Las condiciones adversas del invierno son uno de los mayores desafíos a los que se enfrentan los conductores a lo largo del año. La prevención y el conocimiento de estos problemas es vital para llevar a cabo un trayecto seguro.

Las temperaturas que rozan los cero grados, las abundantes lluvias, el asfalto congelado, la nieve o incluso los fuertes vientos, son algunos de los principales enemigos a los que nos enfrentamos muchos conductores durante la estación de invierno.

La prevención y el conocimiento de estos factores son determinantes para llevar a cabo un trayecto seguro. Hoy te daremos 6 consejos para que puedas afrontar estas dificultades con mayor seguridad.

  1. Líbrate del molesto vaho: el empañado de los cristales se produce por la descompensación en relación con la temperatura del exterior y la del interior del habitáculo. Para solucionar esta situación, lo mejor que podemos hacer es subir la temperatura del aire acondicionado al máximo y orientar los difusores hacia la luna y los cristales. De esta manera nos desharemos del dichoso vaho de la manera más rápida posible.2. Escoge los neumáticos adecuados: especialmente para esta estación, lo más recomendable es utilizar un neumático que pueda afrontar con facilidad múltiples condiciones de frío, e incluso nieve. Para esto recomendamos los neumáticos Cross Climate de Michelin, de los que puedes aprender más en este artículo. Una de sus principales ventajas, aparte de servir durante todo el año, es que con ellos no necesitarás usar cadenas para circular por terrenos nevados.

    3. Exceso de abrigo al volante: sentirse cómodo a la hora de conducir es esencial, por eso, la utilización de exceso de ropa en esta estación, suele ser un factor común durante esta estación. Abrigos, bufandas, chaquetas, guantes y demás prendas pueden dificultar nuestra libertad de movimiento e incluso en muchos casos, hacernos sentir incómodos al volante.

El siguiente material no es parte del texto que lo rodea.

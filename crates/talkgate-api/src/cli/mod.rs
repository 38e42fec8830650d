//! CLI command definitions for the `talkgate` binary.
//!
//! Uses clap derive macros. `serve` runs the Telegram adapter and the REST
//! API; the remaining commands are operator tools over the same database.

pub mod history;
pub mod prompt;
pub mod serve;
pub mod user;

use clap::{Parser, Subcommand};
use clap_complete::Shell;

/// Entitlement-gated LLM chat over Telegram.
#[derive(Parser)]
#[command(name = "talkgate", version, about, long_about = None)]
#[command(propagate_version = true)]
pub struct Cli {
    /// Output machine-readable JSON instead of styled text.
    #[arg(long, global = true)]
    pub json: bool,

    /// Suppress all output except errors.
    #[arg(long, global = true)]
    pub quiet: bool,

    /// Detailed output (-v for verbose, -vv for debug/trace).
    #[arg(short, long, action = clap::ArgAction::Count, global = true)]
    pub verbose: u8,

    #[command(subcommand)]
    pub command: Commands,
}

#[derive(Subcommand)]
pub enum Commands {
    /// Run the Telegram bot and the REST API.
    Serve {
        /// Port to listen on (defaults to the configured port).
        #[arg(short, long)]
        port: Option<u16>,

        /// Host to bind to (defaults to the configured host).
        #[arg(long)]
        host: Option<String>,

        /// Do not start Telegram long polling.
        #[arg(long)]
        no_telegram: bool,

        /// Do not start the REST API.
        #[arg(long)]
        no_http: bool,
    },

    /// Manage topic prompts (set, list, remove).
    Prompt {
        #[command(subcommand)]
        action: prompt::PromptCommand,
    },

    /// Inspect users and grant plans.
    User {
        #[command(subcommand)]
        action: user::UserCommand,
    },

    /// Dump a user's dialogue history, oldest first.
    History {
        /// Telegram user id.
        user_id: i64,

        /// Show only the most recent N turns.
        #[arg(short = 'n', long)]
        limit: Option<i64>,

        /// Restrict the dump to one session of the user.
        #[arg(long)]
        session: Option<uuid::Uuid>,
    },

    /// Generate shell completions.
    Completions {
        /// Shell to generate completions for.
        shell: Shell,
    },
}
//! Connection settings and well-known endpoints for OpenAI-compatible providers.

use secrecy::SecretString;

use talkgate_types::config::LlmConfig;

/// Configuration for an OpenAI-compatible completion endpoint.
///
/// Used to construct an [`super::OpenAiCompatibleProvider`]. Holds the API
/// key as a [`SecretString`] so it never shows up in `Debug` output.
pub struct OpenAiCompatConfig {
    /// Human-readable provider name (e.g., "openai", "mistral").
    pub provider_name: String,
    /// Base URL for the API (e.g., "https://api.openai.com/v1").
    pub base_url: String,
    pub api_key: SecretString,
    /// Default model when a request leaves `model` empty.
    pub model: String,
}

impl OpenAiCompatConfig {
    /// Build from the `[llm]` config section and a resolved API key.
    ///
    /// An explicit `base_url` wins; otherwise the provider name picks a
    /// well-known endpoint, falling back to OpenAI.
    pub fn from_llm_config(config: &LlmConfig, api_key: SecretString) -> Self {
        let base_url = config
            .base_url
            .clone()
            .unwrap_or_else(|| default_base_url(&config.provider).to_string());

        Self {
            provider_name: config.provider.clone(),
            base_url,
            api_key,
            model: config.model.clone(),
        }
    }
}

/// Public endpoint for a provider name known to speak the OpenAI protocol.
pub fn default_base_url(provider_name: &str) -> &'static str {
    match provider_name {
        "gemini" => "https://generativelanguage.googleapis.com/v1beta/openai",
        "mistral" => "https://api.mistral.ai/v1",
        "glm" => "https://api.z.ai/api/paas/v4",
        _ => "https://api.openai.com/v1",
    }
}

Por ello lo mejor que puedes hacer es utilizar el aire acondicionado para adaptar las temperaturas del habitáculo para poder ir “ligero de ropa”.
    Los guantes por otro lado pueden ser especialmente recomendable en el caso de frío extremo para favorecer la acomodación de las temperaturas a la articulación de manera más rápida, o incluso en verano cuando el sudor de las mismas puede llegar a resbalar la superficie del volante.

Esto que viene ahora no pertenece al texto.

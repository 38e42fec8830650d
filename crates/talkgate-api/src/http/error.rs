//! Application error type mapping to HTTP status codes and envelope format.

use axum::http::StatusCode;
use axum::response::{IntoResponse, Response};

use talkgate_types::error::{OrchestratorError, RepositoryError};

use crate::http::response::ApiResponse;

/// Application-level error that maps to HTTP responses.
#[derive(Debug)]
pub enum AppError {
    /// Errors surfaced by the orchestrator services.
    Orchestrator(OrchestratorError),
    /// Authentication failure.
    Unauthorized(String),
    Validation(String),
    NotFound(String),
    /// Generic internal error.
    Internal(String),
}

impl From<OrchestratorError> for AppError {
    fn from(e: OrchestratorError) -> Self {
        AppError::Orchestrator(e)
    }
}

impl From<RepositoryError> for AppError {
    fn from(e: RepositoryError) -> Self {
        AppError::Orchestrator(OrchestratorError::Store(e))
    }
}

impl AppError {
    fn parts(&self) -> (StatusCode, &'static str, String) {
        match self {
            AppError::Orchestrator(OrchestratorError::Validation(msg)) | AppError::Validation(msg) => {
                (StatusCode::BAD_REQUEST, "VALIDATION_ERROR", msg.clone())
            }
            AppError::Orchestrator(e @ OrchestratorError::NotFound(_)) => {
                (StatusCode::NOT_FOUND, "NOT_FOUND", e.to_string())
            }
            AppError::NotFound(msg) => (StatusCode::NOT_FOUND, "NOT_FOUND", msg.clone()),
            AppError::Orchestrator(OrchestratorError::Store(RepositoryError::Conflict(msg))) => {
                (StatusCode::CONFLICT, "CONFLICT", msg.clone())
            }
            AppError::Orchestrator(e @ OrchestratorError::Store(_)) => {
                (StatusCode::INTERNAL_SERVER_ERROR, "STORE_ERROR", e.to_string())
            }
            AppError::Orchestrator(e @ OrchestratorError::Gateway(_)) => {
                (StatusCode::BAD_GATEWAY, "GATEWAY_ERROR", e.to_string())
            }
            AppError::Unauthorized(msg) => (StatusCode::UNAUTHORIZED, "UNAUTHORIZED", msg.clone()),
            AppError::Internal(msg) => {
                (StatusCode::INTERNAL_SERVER_ERROR, "INTERNAL_ERROR", msg.clone())
            }
        }
    }
}

impl IntoResponse for AppError {
    fn into_response(self) -> Response {
        let (status, code, message) = self.parts();
        if status.is_server_error() {
            tracing::error!(code, %message, "request failed");
        }

        let body = ApiResponse::error(code, &message, uuid::Uuid::now_v7().to_string());
        (status, axum::Json(body)).into_response()
    }
}

#[cfg(test)]
mod tests {
    use super::*;
    use talkgate_types::llm::LlmError;

    #[test]
    fn test_status_mapping() {
        let cases = [
            (
                AppError::from(OrchestratorError::Validation("bad plan".into())),
                StatusCode::BAD_REQUEST,
            ),
            (
                AppError::from(OrchestratorError::NotFound("user 9".into())),
                StatusCode::NOT_FOUND,
            ),
            (
                AppError::from(RepositoryError::Conflict("dup".into())),
                StatusCode::CONFLICT,
            ),
            (
                AppError::from(RepositoryError::Decode("plan 'gold'".into())),
                StatusCode::INTERNAL_SERVER_ERROR,
            ),
            (
                AppError::from(OrchestratorError::Gateway(LlmError::Timeout { timeout_ms: 10 })),
                StatusCode::BAD_GATEWAY,
            ),
            (AppError::Unauthorized("no key".into()), StatusCode::UNAUTHORIZED),
        ];

        for (err, expected) in cases {
            assert_eq!(err.into_response().status(), expected);
        }
    }

    #[test]
    fn test_not_found_message() {
        let (_, code, message) = AppError::from(OrchestratorError::NotFound("user 9".into())).parts();
        assert_eq!(code, "NOT_FOUND");
        assert_eq!(message, "user 9 not found");
    }
}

    4. Asientos calefactables: si dispones de este útil extra podrás disfrutar de una experiencia mucho más placentera. Para muchos un complemento inútil, descubrirás lo que te estabas perdiendo cuando los pruebes.

    5. ¿Cual es la temperatura ideal para viajar?: ni demasiado frío ni demasiado cálido, esto es a bote pronto la recomendación que todos daríamos por sentido común. Sin embargo existe una temperatura llamada de “confort”, por la que se rigen la mayoría de sistema de climatización automática del habitáculo. Los 21,5º grados es la cifra que determina esta temperatura de confort, es un buen equilibrio entre frío y calor.

    6. ¿Aumenta realmente el consumo estos sistemas?: una de las principales razones por las que la gente no utiliza el aire acondicionado y demás sistemas disponibles en el vehículo, reside en la falsa creencia de que el consumo de nuestro combustible se dispara. Sin embargo, como tantas otras cosas, no se trata más que de otra leyenda urbana. El uso de estos sistemas no supondrá un coste adicional de consumo de combustible o de agua en nuestro vehículo. El agua caliente de nuestro motor se usa para la climatización y vuelve a l motor a una temperatura caliente, pero, mucho más baja de lo que salió, por lo que en realidad se podría considerar que ayuda al radiador del motor en su refrigeración.

Esperamos que estos consejos te hayan sido útiles y que hayas podido aprender cosas que desconocías. Recuerda que lo más importante sea la estación que sea, es que conduzcas 100% concentrado en el trayecto, esa es la mejor prevención posible.